From a Distance
From a distance, we often create stories that feel real, but only by coming closer do we discover the truth.
It was a soft evening, the kind that does not rush you.
The air carried the last warmth of the day, and the sky lingered in that quiet space between gold and blue. The neighborhood was unfamiliar, yet not unsettling. It felt open and patient, almost as if it did not mind a stranger passing through. I had no destination, only the simple desire to walk and let my thoughts drift without direction.

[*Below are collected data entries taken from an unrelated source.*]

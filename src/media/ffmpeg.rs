use std::fs;
use std::io::{Read, Write};
use std::path::{Path, PathBuf};
use std::process::{Command, Stdio};

use indicatif::{ProgressBar, ProgressStyle};
use tempfile::NamedTempFile;

use super::MediaTool;
use crate::error::PipelineError;
use crate::ui::is_debug_enabled;

/// Media tool backed by the system ffmpeg and ffprobe binaries.
#[derive(Debug, Default, Clone, Copy)]
pub struct FfmpegTool;

impl FfmpegTool {
    pub fn new() -> Self {
        Self
    }

    /// Run ffmpeg with stderr piped, feeding `time=` progress into a bar when
    /// the total duration is known and collecting error lines for reporting.
    fn run_ffmpeg(
        &self,
        args: &[String],
        total_secs: Option<f64>,
        label: &str,
    ) -> Result<(), String> {
        let mut child = Command::new("ffmpeg")
            .args(args)
            .stdin(Stdio::null())
            .stderr(Stdio::piped())
            .spawn()
            .map_err(|e| format!("failed to spawn ffmpeg: {e}"))?;

        let stderr = child.stderr.take().expect("stderr was piped");

        let pb = total_secs.map(|total| {
            let pb = ProgressBar::new((total * 1000.0) as u64);
            pb.set_style(
                ProgressStyle::default_bar()
                    .template("{spinner:.green} [{elapsed_precise}] [{bar:40.cyan/blue}] ({eta}) {msg}")
                    .unwrap()
                    .progress_chars("█▉▊▋▌▍▎▏ "),
            );
            pb.enable_steady_tick(std::time::Duration::from_millis(100));
            pb.set_message(label.to_string());
            pb
        });

        let mut last_line = String::new();
        let mut error_lines: Vec<String> = Vec::new();
        let read_result = read_stderr(stderr, &pb, &mut last_line, &mut error_lines);

        let status = child
            .wait()
            .map_err(|e| format!("failed to wait for ffmpeg: {e}"))?;
        read_result?;

        if let Some(pb) = pb {
            pb.finish_and_clear();
        }

        if !status.success() {
            let detail = if error_lines.is_empty() {
                last_line
            } else {
                error_lines.join("\n")
            };
            return Err(format!(
                "ffmpeg exited with status {:?}: {}",
                status.code(),
                detail.trim()
            ));
        }

        Ok(())
    }

    /// Run the mux-style invocations that produce the final delivery file.
    /// The output is written to a sibling `.part` file and only renamed into
    /// place on success, so an interrupted run never leaves a truncated file
    /// that passes the exists-check.
    fn run_to_part(
        &self,
        mut args: Vec<String>,
        output: &Path,
        total_secs: Option<f64>,
        label: &str,
    ) -> Result<(), PipelineError> {
        let part = part_path(output);
        args.push("-f".to_string());
        args.push("mp4".to_string());
        args.push(part.to_string_lossy().into_owned());

        match self.run_ffmpeg(&args, total_secs, label) {
            Ok(()) => {
                fs::rename(&part, output)?;
                Ok(())
            }
            Err(detail) => {
                let _ = fs::remove_file(&part);
                Err(PipelineError::AssemblyFailed(detail))
            }
        }
    }
}

impl MediaTool for FfmpegTool {
    fn probe_duration(&self, path: &Path) -> Result<f64, PipelineError> {
        let output = Command::new("ffprobe")
            .args([
                "-v",
                "error",
                "-show_entries",
                "format=duration",
                "-of",
                "default=noprint_wrappers=1:nokey=1",
            ])
            .arg(path)
            .output()
            .map_err(|e| PipelineError::ProbeFailed {
                path: path.to_path_buf(),
                reason: format!("failed to run ffprobe: {e}"),
            })?;

        if !output.status.success() {
            return Err(PipelineError::ProbeFailed {
                path: path.to_path_buf(),
                reason: String::from_utf8_lossy(&output.stderr).trim().to_string(),
            });
        }

        let stdout = String::from_utf8_lossy(&output.stdout);
        let secs: f64 = stdout
            .trim()
            .parse()
            .map_err(|_| PipelineError::ProbeFailed {
                path: path.to_path_buf(),
                reason: format!("unparsable duration '{}'", stdout.trim()),
            })?;

        // A zero-length clip would never advance the cover sequencer.
        if !secs.is_finite() || secs <= 0.0 {
            return Err(PipelineError::ProbeFailed {
                path: path.to_path_buf(),
                reason: format!("non-positive duration {secs}"),
            });
        }

        Ok(secs)
    }

    fn concat_copy(&self, inputs: &[PathBuf], output: &Path) -> Result<(), PipelineError> {
        let mut list = NamedTempFile::new()?;
        for input in inputs {
            writeln!(list, "{}", concat_list_entry(input))?;
        }
        list.flush()?;

        let mut args: Vec<String> = ["-y", "-f", "concat", "-safe", "0", "-i"]
            .iter()
            .map(|s| s.to_string())
            .collect();
        args.push(list.path().display().to_string());
        args.extend(["-c", "copy"].iter().map(|s| s.to_string()));
        args.push(output.display().to_string());

        match self.run_ffmpeg(&args, None, "concatenating clips") {
            Ok(()) => Ok(()),
            Err(detail) => {
                let _ = fs::remove_file(output);
                if looks_like_stream_mismatch(&detail) {
                    Err(PipelineError::IncompatibleClips(detail))
                } else {
                    Err(PipelineError::AssemblyFailed(detail))
                }
            }
        }
    }

    fn mux(
        &self,
        video: &Path,
        audio: &Path,
        output: &Path,
        narration_secs: f64,
        max_secs: Option<f64>,
    ) -> Result<(), PipelineError> {
        let mut args: Vec<String> = vec!["-y".to_string(), "-i".to_string()];
        args.push(video.display().to_string());
        args.push("-i".to_string());
        args.push(audio.display().to_string());
        args.extend(
            [
                "-map", "0:v:0", "-map", "1:a:0", "-c:v", "libx264", "-c:a", "aac", "-b:a",
                "192k", "-shortest",
            ]
            .iter()
            .map(|s| s.to_string()),
        );
        if let Some(cap) = max_secs {
            args.push("-t".to_string());
            args.push(cap.to_string());
        }

        let total = effective_duration(narration_secs, max_secs);
        self.run_to_part(args, output, Some(total), "muxing narration")
    }

    fn loop_still(
        &self,
        image: &Path,
        audio: &Path,
        output: &Path,
        narration_secs: f64,
        max_secs: Option<f64>,
    ) -> Result<(), PipelineError> {
        let mut args: Vec<String> = ["-y", "-loop", "1", "-i"]
            .iter()
            .map(|s| s.to_string())
            .collect();
        args.push(image.display().to_string());
        args.push("-i".to_string());
        args.push(audio.display().to_string());
        args.extend(
            ["-c:v", "libx264", "-c:a", "aac", "-b:a", "192k", "-shortest"]
                .iter()
                .map(|s| s.to_string()),
        );
        if let Some(cap) = max_secs {
            args.push("-t".to_string());
            args.push(cap.to_string());
        }

        let total = effective_duration(narration_secs, max_secs);
        self.run_to_part(args, output, Some(total), "rendering still image")
    }
}

fn effective_duration(narration_secs: f64, max_secs: Option<f64>) -> f64 {
    match max_secs {
        Some(cap) => narration_secs.min(cap),
        None => narration_secs,
    }
}

fn part_path(output: &Path) -> PathBuf {
    let name = output
        .file_name()
        .map(|n| n.to_string_lossy().into_owned())
        .unwrap_or_else(|| "output".to_string());
    output.with_file_name(format!("{name}.part"))
}

/// One line of an ffmpeg concat-demuxer list file. Single quotes inside the
/// path need the `'\''` dance.
fn concat_list_entry(path: &Path) -> String {
    let escaped = path.to_string_lossy().replace('\'', "'\\''");
    format!("file '{escaped}'")
}

/// Stream-copy concatenation only works when every input shares codec and
/// container parameters; ffmpeg reports violations in stderr rather than with
/// a dedicated exit code.
fn looks_like_stream_mismatch(detail: &str) -> bool {
    let lowered = detail.to_lowercase();
    ["do not match", "mismatch", "must have the same"]
        .iter()
        .any(|needle| lowered.contains(needle))
}

fn read_stderr<R: Read>(
    mut stderr: R,
    pb: &Option<ProgressBar>,
    last_line: &mut String,
    error_lines: &mut Vec<String>,
) -> Result<(), String> {
    let mut buffer = [0u8; 4096];
    let mut accumulated = String::new();

    loop {
        let bytes_read = stderr
            .read(&mut buffer)
            .map_err(|e| format!("failed to read ffmpeg stderr: {e}"))?;
        if bytes_read == 0 {
            break;
        }

        let chunk = String::from_utf8_lossy(&buffer[..bytes_read]);
        accumulated.push_str(&chunk);

        // ffmpeg separates progress updates with carriage returns
        while let Some(pos) = accumulated.find(|c| c == '\r' || c == '\n') {
            let line = accumulated[..pos].to_string();
            accumulated = accumulated[pos + 1..].to_string();

            if line.is_empty() {
                continue;
            }

            *last_line = line.clone();

            if is_debug_enabled() {
                eprintln!("{}", line);
            }

            if line.contains("error") || line.contains("Error") || line.contains("ERROR") {
                error_lines.push(line.clone());
            }

            if let Some(pb) = pb {
                if let Some(progress_secs) = parse_progress_seconds(&line) {
                    pb.set_position((progress_secs * 1000.0) as u64);
                    if let Some(speed) = parse_speed(&line) {
                        pb.set_message(format!("{}x", speed));
                    }
                }
            }
        }
    }

    Ok(())
}

fn parse_progress_seconds(line: &str) -> Option<f64> {
    let start = line.find("time=")?;
    let token = line[start + 5..].split_whitespace().next()?;
    let mut parts = token.split(':');
    let hours: f64 = parts.next()?.parse().ok()?;
    let minutes: f64 = parts.next()?.parse().ok()?;
    let seconds: f64 = parts.next()?.parse().ok()?;
    Some(hours * 3600.0 + minutes * 60.0 + seconds)
}

fn parse_speed(line: &str) -> Option<&str> {
    let start = line.find("speed=")?;
    let token = line[start + 6..].split_whitespace().next()?;
    Some(token.trim_end_matches('x'))
}

#[cfg(test)]
mod tests {
    use super::*;

    #[test]
    fn parses_progress_time_lines() {
        let line = "frame= 120 fps= 30 time=00:01:05.50 bitrate= 900kbits/s speed=1.02x";
        let secs = parse_progress_seconds(line).unwrap();
        assert!((secs - 65.5).abs() < 1e-9);
        assert_eq!(parse_speed(line), Some("1.02"));
    }

    #[test]
    fn ignores_lines_without_progress() {
        assert_eq!(parse_progress_seconds("Press [q] to stop"), None);
        assert_eq!(parse_speed("no speed here"), None);
    }

    #[test]
    fn escapes_single_quotes_in_concat_entries() {
        let entry = concat_list_entry(Path::new("/clips/jay's day.mp4"));
        assert_eq!(entry, "file '/clips/jay'\\''s day.mp4'");
    }

    #[test]
    fn classifies_stream_mismatch_output() {
        assert!(looks_like_stream_mismatch(
            "Stream #0:0: video parameters do not match the reference"
        ));
        assert!(looks_like_stream_mismatch(
            "All inputs must have the same pixel format"
        ));
        assert!(!looks_like_stream_mismatch("No such file or directory"));
    }

    #[test]
    fn part_path_keeps_the_directory() {
        let part = part_path(Path::new("/out/ep01/video.mp4"));
        assert_eq!(part, Path::new("/out/ep01/video.mp4.part"));
    }

    #[test]
    fn effective_duration_is_capped() {
        assert_eq!(effective_duration(25.0, Some(60.0)), 25.0);
        assert_eq!(effective_duration(95.0, Some(60.0)), 60.0);
        assert_eq!(effective_duration(95.0, None), 95.0);
    }
}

There is something about walking without purpose that makes you notice more. The sound of distant voices, the rhythm of footsteps on pavement, the way light settles on walls and slowly fades. Everything feels a little more alive, a little more present.
That was when I saw him.
From a distance, behind a fence that bordered one of the quiet houses, sat what looked like an old man. He was positioned slightly to the side, not facing the street directly, as though he had chosen a place where he could watch without being seen. His figure appeared bent, his posture heavy with stillness. A cap rested on his head, or at least, that was what it looked like.
I slowed my steps.
There was something about him that drew my attention, something that did not quite sit right. He was too still. Not the stillness of rest, but the kind that makes you wonder if time has paused around someone. I found myself studying him more closely, trying to make sense of what I was seeing.
Why would an old man sit there alone like that?
The question formed quietly, almost without permission.
Perhaps he was tired.Perhaps he was waiting for someone who had not come.Perhaps he simply had nowhere else to be.
The mind has a way of filling silence with stories. Before I realized it, I had already begun to imagine a life for him, a history shaped from nothing more than distance and assumption. I pictured loneliness, patience, and maybe even resignation. It all felt real in that moment.
Curiosity began to pull me forward.
At first, my steps were slow, almost cautious, as though I did not want to disturb whatever quiet moment he was having. But with each step I took, something subtle began to change. The outline I had seen from afar started to lose its clarity. The figure shifted, not in movement, but in meaning.
I kept walking.
The closer I got, the less certain I became.
The curve of his back seemed sharper now, less natural. The cap did not sit quite right. The proportions felt slightly off, as though something about the image was not holding together the way it should.
And then I reached the fence.
I stopped.
There was no old man.
No quiet figure. No waiting presence. No story of loneliness or patience.
Just stones.
A few uneven rocks were arranged in a way that, from a distance, they had taken on the shape of something human. One stone leaned against another to form what I believed was a bent back. A smaller, darker piece rested on top, creating the illusion of a cap. It was simple. Accidental, perhaps. And yet, from afar, it had been convincing enough to stir thought, emotion, and even concern.
I stood there, looking at something so ordinary, and felt a quiet shift within me.
It was not the stones that held my attention anymore. It was what I had done with them.
From a distance, I had not just seen a shape. I had created a person. I had given that person a story, a feeling, a life. All of it built on something that was never truly there.
I let out a slow breath, almost surprised by how real it had felt.
How often does this happen?
How often do we look at people, situations, and moments from afar and believe we understand them? We see a posture, a glance, and a fragment, and we build entire meanings around it. We assume pain where there may be none or miss it where it truly exists. We decide who someone is without ever taking the steps needed to truly see them.
Distance, I realized, is not just physical.
It is the space where assumptions grow.
I stayed there for a while longer, not because there was more to see, but because there was more to understand. The evening remained quiet, unchanged, but something in me had shifted. The walk I had taken without purpose had given me something I had not expected.
Clarity.
Not the loud kind, not the kind that arrives with certainty and answers, but the quiet kind that lingers and asks you to look again.
Eventually, I turned away and continued walking.
The streets were the same. The air was the same. But now, I moved with a different awareness, a subtle reminder resting at the back of my mind.
That what we see is not always what is there.
And sometimes, the truth is not hidden at all.
It is simply waiting for us to come closer, to look again, and to let go of the stories we created from a distance.